Kilovoltage radiotherapy dose calculations are generally performed with manual point dose calculations based on water dosimetry. Tissue heterogeneities, irregular surfaces, and introduction of lead cutouts for treatment are either not taken into account or crudely approximated in manual calculations. Full Monte Carlo (MC) simulations can account for these limitations but require a validated treatment unit model, accurately segmented patient tissues and a treatment planning interface (TPI) to facilitate the simulation setup and result analysis.

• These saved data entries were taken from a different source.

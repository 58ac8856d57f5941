//! Leader election and failover coordination
//!
//! The coordinator is responsible for:
//! - Membership and reachability tracking
//! - Leader election with majority quorum
//! - Liveness checks against the control endpoint
//! - The HTTP control API

pub mod election;
pub mod http;
pub mod liveness;
pub mod membership;
pub mod server;

pub use election::{ElectionEngine, ElectionState, ElectionStatus, ElectionTerm, QuorumStatus};
pub use liveness::{HealthProbe, HttpLeaderProbe, LeaderInfo, LivenessMonitor};
pub use membership::{Member, MembershipStore, PartitionEvent, ReachabilityChange};
pub use server::Coordinator;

EGSnrc was used in this work to create a model of Xstrahl kilovoltage unit extending the range of energies, applicators, and validation parameters previously published. The novel functionality of the Python‐based framework developed in this work allowed beam modification using custom lead cutouts and shields, commonly present in kilovoltage treatments, as well as absolute dose normalization using the output of the unit. 3D user‐friendly planning interface of the developed framework facilitated non‐co‐planar beam setups for CT phantom MC simulations in DOSXYZnrc.
The MC models of 49 clinical beams showed good agreement with measured and reference data, to within 2% for percentage depth dose curves, 4% for beam profiles at various depths, 2% for backscatter factors, 0.5 mm of absorber material for half‐value layers, and 3% for output factors.
End‐to‐end testing of the framework using custom lead cutouts resulted in good agreement to within 3% of absolute dose distribution between simulations and EBT3 GafChromic film measurements. Gamma analysis demonstrated poor agreement at the field edges which was attributed to the limitations of simulating smooth cutout shapes. Dose simulated in a heterogeneous phantom agreed to within 7% with measured values converted using the ratio of mass energy absorption coefficients of appropriate tissues and air.